Jakarta – Kemajuan di bidang teknologi kecerdasan buatan (AI) diperkirakan akan menggantikan peran manusia dalam banyak pekerjaan. Pekerjaan apa sajakah yang berisiko terdampak AI?
Dilansir dari CNNIndonesia disebutkan, sebuah laporan terkini dari Signalfire memberikan beberapa proyeksi awal tentang kemungkinan dampak yang akan terjadi dalam beberapa tahun ke depan akibat penerapan teknologi kecerdasan buatan. Penelitian ini menggunakan data dari 650 juta tenaga kerja dan 80 juta perusahaan.
Salah satu poin utama dalam laporan ini adalah ide bahwa sedang berlangsungnya perubahan generasi, yang sebagian besar terkait dengan penurunan jumlah kesempatan kerja level pemula bagi para pencari kerja yang baru.
Laporan ini menunjukkan peningkatan 5,8 persen dalam pengangguran untuk lulusan baru perguruan tinggi.
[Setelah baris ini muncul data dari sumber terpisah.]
//! cadence - Recurring campaign scheduler with budget orchestration
//!
//! A scheduling and budget-orchestration core for recurring marketing
//! campaigns: calendar-correct occurrence timetables, bounded-concurrency
//! job dispatch with retry and cancellation semantics, and a constrained
//! numerical optimizer that keeps a shared budget pool allocated toward
//! observed performance without thrashing.
//!
//! # Architecture
//!
//! The library is organized into several modules:
//!
//! - [`config`] - Configuration management and settings
//! - [`models`] - Core data structures and status enums
//! - [`scheduler`] - Occurrence generation, job store, dispatch loop
//! - [`executor`] - Campaign execution state machine
//! - [`metrics`] - Performance scoring over metric windows
//! - [`optimizer`] - Constrained budget reallocation and rebalance gating
//! - [`campaign`] - Lifecycle operations and schedule reconciliation
//! - [`orchestrator`] - Runtime wiring with start/shutdown lifecycle
//! - [`publish`] - Publish/metrics collaborator boundary and mocks
//! - [`storage`] - SQLite persistence
//!
//! # Example
//!
//! ```no_run
//! use cadence::config::Config;
//! use cadence::orchestrator::Orchestrator;
//! use cadence::publish::{MockMetricsProvider, MockPublisher};
//! use cadence::storage::Database;
//! use std::sync::Arc;
//!
//! #[tokio::main]
//! async fn main() -> anyhow::Result<()> {
//!     let config = Config::from_env()?;
//!     let db = Arc::new(Database::open(&config.database.path)?);
//!
//!     let orchestrator = Orchestrator::new(
//!         config,
//!         db,
//!         Arc::new(MockPublisher::new()),
//!         Arc::new(MockMetricsProvider::new()),
//!     );
//!     orchestrator.start().await?;
//!     // ... run until shutdown signal ...
//!     orchestrator.shutdown().await;
//!     Ok(())
//! }
//! ```

pub mod campaign;
pub mod config;
pub mod error;
pub mod executor;
pub mod metrics;
pub mod models;
pub mod optimizer;
pub mod orchestrator;
pub mod publish;
pub mod scheduler;
pub mod storage;

/// Re-export commonly used types
pub mod prelude {
    pub use crate::campaign::{CampaignService, ReconcileReport};
    pub use crate::config::Config;
    pub use crate::error::{Error, ErrorCategory, Result};
    pub use crate::models::{
        Campaign, CampaignSpec, CampaignStatus, Channel, Frequency, MetricSample, Occurrence,
        OccurrenceStatus,
    };
    pub use crate::orchestrator::Orchestrator;
    pub use crate::scheduler::{JobStore, ScheduleGenerator};
    pub use crate::storage::Database;
}

// Direct re-exports for convenience
pub use models::{Campaign, CampaignStatus, Channel, Frequency, Occurrence, OccurrenceStatus};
Hal ini menjadi pertanda buruk bagi Gen Z yang merupakan angkatan kerja saat ini.
Statistik lain menunjukkan peningkatan dalam penerimaan sekolah hukum tertentu.
Penulis laporan ini berteori bahwa para profesional muda sering menunda pencarian kerja dengan menghadiri sekolah hukum ketika pasar sedang ketat.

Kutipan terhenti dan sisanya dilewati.